If $(X, \tau)$ is $T_1$ and there is an open-closed set basis for the $X$ topology, show that $X$ is completely regular.
we will first remember some definitions completely regular: A topological space $X$ is called completely regular, if given a closed $A$ in $X$ and a point $b \in X \setminus A$, there exists a continuous function $f: X → [0, 1]$ such that $f (A) \subseteq \{0\}$ and $f (b) = 1$. All normal space is completely regular.
Let $X$ be a topological space. $X$ is said to be a $T_1$ space if Given $x$ and $y$ in $X$ with $x \neq y$, there exist $U \in U_x$ and $V \in U_y$ such that $y \notin U$ and $x \notin V$.
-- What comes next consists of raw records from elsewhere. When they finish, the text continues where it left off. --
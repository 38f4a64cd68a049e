//! # Control ABI
//!
//! Argument structures exchanged with callers. Every structure is plain
//! old data with no padding, so it can be read from and written to the
//! caller's bytes without alignment requirements. Rule bodies and match
//! attributes are opaque here; their encoding belongs to the rule engine.

use bytemuck::{Pod, Zeroable};
use ipa_core::RESOURCE_NAME_MAX;
use static_assertions::const_assert_eq;

/// Fixed-length, NUL-padded resource name
pub type Name = [u8; RESOURCE_NAME_MAX];

/// Opaque encoded rule body
pub type RuleBody = [u8; 64];

/// Opaque encoded match attributes
pub type Attributes = [u8; 32];

// =============================================================================
// HEADERS
// =============================================================================

/// Add header entries
#[derive(Debug, Clone, Copy, Pod, Zeroable)]
#[repr(C)]
pub struct AddHeaders {
    /// Commit the table after adding
    pub commit: u32,
    /// Number of [`HeaderEntry`] that follow
    pub num_hdrs: u32,
}

/// One header to add
#[derive(Debug, Clone, Copy, Pod, Zeroable)]
#[repr(C)]
pub struct HeaderEntry {
    /// Header name
    pub name: Name,
    /// Header bytes
    pub hdr: [u8; 64],
    /// Valid bytes in `hdr`
    pub hdr_len: u32,
    /// Header is completed by the hardware
    pub is_partial: u32,
    /// Out: assigned handle
    pub hdr_hdl: u32,
    /// Out: per-entry status
    pub status: i32,
}

/// Delete by handle (headers, routing and filter rules)
#[derive(Debug, Clone, Copy, Pod, Zeroable)]
#[repr(C)]
pub struct DelHeaders {
    /// Commit the table after deleting
    pub commit: u32,
    /// Number of [`HandleDelete`] that follow
    pub num_hdls: u32,
}

/// One handle to delete
#[derive(Debug, Clone, Copy, Pod, Zeroable)]
#[repr(C)]
pub struct HandleDelete {
    /// Handle to delete
    pub hdl: u32,
    /// Out: per-entry status
    pub status: i32,
}

/// Copy a header's bytes by name
#[derive(Debug, Clone, Copy, Pod, Zeroable)]
#[repr(C)]
pub struct CopyHeader {
    /// Header name
    pub name: Name,
    /// Out: header bytes
    pub hdr: [u8; 64],
    /// Out: valid bytes in `hdr`
    pub hdr_len: u32,
    /// Out: header is partial
    pub is_partial: u32,
}

/// Look up a header handle by name
#[derive(Debug, Clone, Copy, Pod, Zeroable)]
#[repr(C)]
pub struct GetHeader {
    /// Header name
    pub name: Name,
    /// Out: handle
    pub hdl: u32,
}

// =============================================================================
// ROUTING AND FILTERING
// =============================================================================

/// Add routing rules to a named table
#[derive(Debug, Clone, Copy, Pod, Zeroable)]
#[repr(C)]
pub struct AddRoutes {
    /// Commit the table after adding
    pub commit: u32,
    /// Address family
    pub ip: u32,
    /// Routing table name
    pub rt_tbl_name: Name,
    /// Number of [`RouteEntry`] that follow
    pub num_rules: u32,
}

/// One routing rule to add
#[derive(Debug, Clone, Copy, Pod, Zeroable)]
#[repr(C)]
pub struct RouteEntry {
    /// Append rather than prepend
    pub at_rear: u32,
    /// Encoded rule
    pub rule: RuleBody,
    /// Out: assigned handle
    pub rt_rule_hdl: u32,
    /// Out: per-entry status
    pub status: i32,
}

/// Delete rules of one family by handle
#[derive(Debug, Clone, Copy, Pod, Zeroable)]
#[repr(C)]
pub struct DelRules {
    /// Commit the table after deleting
    pub commit: u32,
    /// Address family
    pub ip: u32,
    /// Number of [`HandleDelete`] that follow
    pub num_hdls: u32,
}

/// Add filter rules for an endpoint or globally
#[derive(Debug, Clone, Copy, Pod, Zeroable)]
#[repr(C)]
pub struct AddFilters {
    /// Commit the table after adding
    pub commit: u32,
    /// Address family
    pub ip: u32,
    /// Endpoint the rules apply to
    pub ep: u32,
    /// Rules are global rather than per endpoint
    pub global: u32,
    /// Number of [`FilterEntry`] that follow
    pub num_rules: u32,
}

/// One filter rule to add
#[derive(Debug, Clone, Copy, Pod, Zeroable)]
#[repr(C)]
pub struct FilterEntry {
    /// Append rather than prepend
    pub at_rear: u32,
    /// Encoded rule
    pub rule: RuleBody,
    /// Out: assigned handle
    pub flt_rule_hdl: u32,
    /// Out: per-entry status
    pub status: i32,
}

/// Look up a routing table by name, taking a reference
#[derive(Debug, Clone, Copy, Pod, Zeroable)]
#[repr(C)]
pub struct GetRouteTable {
    /// Address family
    pub ip: u32,
    /// Table name
    pub name: Name,
    /// Out: handle
    pub hdl: u32,
}

/// Look up a routing table's hardware index by name
#[derive(Debug, Clone, Copy, Pod, Zeroable)]
#[repr(C)]
pub struct RouteTableIndex {
    /// Address family
    pub ip: u32,
    /// Table name
    pub name: Name,
    /// Out: index
    pub idx: u32,
}

/// Translate match attributes into hardware equations
#[derive(Debug, Clone, Copy, Pod, Zeroable)]
#[repr(C)]
pub struct GenerateFilterEq {
    /// Address family
    pub ip: u32,
    /// Match attributes
    pub attrib: Attributes,
    /// Out: equation form
    pub eq_attrib: [u8; 64],
}

// =============================================================================
// INTERFACE QUERIES
// =============================================================================

/// Query how many properties an interface has
#[derive(Debug, Clone, Copy, Pod, Zeroable)]
#[repr(C)]
pub struct QueryInterface {
    /// Interface name
    pub name: Name,
    /// Out: transmit properties
    pub num_tx_props: u32,
    /// Out: receive properties
    pub num_rx_props: u32,
    /// Out: extended properties
    pub num_ext_props: u32,
    /// Out: exception pipe
    pub excp_pipe: u32,
}

/// Query an interface's properties of one kind
#[derive(Debug, Clone, Copy, Pod, Zeroable)]
#[repr(C)]
pub struct QueryProps {
    /// Interface name
    pub name: Name,
    /// Number of property slots that follow
    pub num_props: u32,
}

/// Transmit property
#[derive(Debug, Clone, Copy, Pod, Zeroable)]
#[repr(C)]
pub struct TxProp {
    /// Address family
    pub ip: u32,
    /// Match attributes
    pub attrib: Attributes,
    /// Destination pipe
    pub dst_pipe: u32,
    /// Header to add
    pub hdr_name: Name,
}

/// Receive property
#[derive(Debug, Clone, Copy, Pod, Zeroable)]
#[repr(C)]
pub struct RxProp {
    /// Address family
    pub ip: u32,
    /// Match attributes
    pub attrib: Attributes,
    /// Source pipe
    pub src_pipe: u32,
}

/// Extended property
#[derive(Debug, Clone, Copy, Pod, Zeroable)]
#[repr(C)]
pub struct ExtProp {
    /// Address family
    pub ip: u32,
    /// Match equations
    pub eq_attrib: Attributes,
    /// Filter action
    pub action: u32,
    /// Routing table index
    pub rt_tbl_idx: u32,
    /// Mux identifier
    pub mux_id: u32,
}

// =============================================================================
// NAT
// =============================================================================

/// Allocate the NAT table device memory
#[derive(Debug, Clone, Copy, Pod, Zeroable)]
#[repr(C)]
pub struct NatAllocMem {
    /// Device name
    pub dev_name: Name,
    /// Requested size
    pub size: u32,
    /// Out: offset of the allocation
    pub offset: u32,
}

/// Initialise an IPv4 NAT table
#[derive(Debug, Clone, Copy, Pod, Zeroable)]
#[repr(C)]
#[allow(missing_docs)]
pub struct NatInit {
    pub tbl_index: u32,
    pub ipv4_rules_offset: u32,
    pub expn_rules_offset: u32,
    pub index_offset: u32,
    pub index_expn_offset: u32,
    pub table_entries: u32,
    pub expn_table_entries: u32,
    pub ip_addr: u32,
}

/// Batch of NAT table writes
#[derive(Debug, Clone, Copy, Pod, Zeroable)]
#[repr(C)]
pub struct NatDma {
    /// Number of [`NatDmaEntry`] that follow
    pub entries: u32,
}

/// One NAT table write
#[derive(Debug, Clone, Copy, Pod, Zeroable)]
#[repr(C)]
#[allow(missing_docs)]
pub struct NatDmaEntry {
    pub table_index: u32,
    pub base_addr: u32,
    pub offset: u32,
    pub data: u32,
}

/// Delete an IPv4 NAT table
#[derive(Debug, Clone, Copy, Pod, Zeroable)]
#[repr(C)]
#[allow(missing_docs)]
pub struct NatDel {
    pub table_index: u32,
    pub public_ip_addr: u32,
}

// =============================================================================
// MISC
// =============================================================================

/// Message header; `msg_len` bytes of message follow
#[derive(Debug, Clone, Copy, Pod, Zeroable)]
#[repr(C)]
pub struct MsgMeta {
    /// Message type
    pub msg_type: u32,
    /// Length of the message body
    pub msg_len: u32,
}

/// Resource manager dependency between two resources
#[derive(Debug, Clone, Copy, Pod, Zeroable)]
#[repr(C)]
pub struct RmDependency {
    /// Dependent resource
    pub resource_name: u32,
    /// Resource it depends on
    pub depends_on_name: u32,
}

/// Program the QMAP id of a client
#[derive(Debug, Clone, Copy, Pod, Zeroable)]
#[repr(C)]
pub struct WriteQmapId {
    /// Client endpoint
    pub client: u32,
    /// QMAP id
    pub qmap_id: u32,
}

// =============================================================================
// LAYOUT PINS
// =============================================================================

const_assert_eq!(core::mem::size_of::<AddHeaders>(), 8);
const_assert_eq!(core::mem::size_of::<HeaderEntry>(), 112);
const_assert_eq!(core::mem::size_of::<HandleDelete>(), 8);
const_assert_eq!(core::mem::size_of::<CopyHeader>(), 104);
const_assert_eq!(core::mem::size_of::<AddRoutes>(), 44);
const_assert_eq!(core::mem::size_of::<RouteEntry>(), 76);
const_assert_eq!(core::mem::size_of::<DelRules>(), 12);
const_assert_eq!(core::mem::size_of::<AddFilters>(), 20);
const_assert_eq!(core::mem::size_of::<FilterEntry>(), 76);
const_assert_eq!(core::mem::size_of::<GetRouteTable>(), 40);
const_assert_eq!(core::mem::size_of::<GenerateFilterEq>(), 100);
const_assert_eq!(core::mem::size_of::<QueryInterface>(), 48);
const_assert_eq!(core::mem::size_of::<QueryProps>(), 36);
const_assert_eq!(core::mem::size_of::<TxProp>(), 72);
const_assert_eq!(core::mem::size_of::<RxProp>(), 40);
const_assert_eq!(core::mem::size_of::<ExtProp>(), 48);
const_assert_eq!(core::mem::size_of::<NatInit>(), 32);
const_assert_eq!(core::mem::size_of::<NatDmaEntry>(), 16);
const_assert_eq!(core::mem::size_of::<MsgMeta>(), 8);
I think it would be easier to test if it is possible that it is normal, but I don't know how to use the hypothesis of the closed and open base, any help, please?
Let $x\in X$ be any point and $F\not\ni x$ be any closed subset of $X$. Since $X$ has a basis consisting of clospen (tht is, closed and open) sets, there exists a clopen set $U$ such that $x\in U\subset X\setminus F$. Then a function $f:X\to [0,1]$ such that $f(U)\subset \{0\}$ and $f(X\setminus U)\subset \{1\}$ is continuous and separates $x$ and $F$.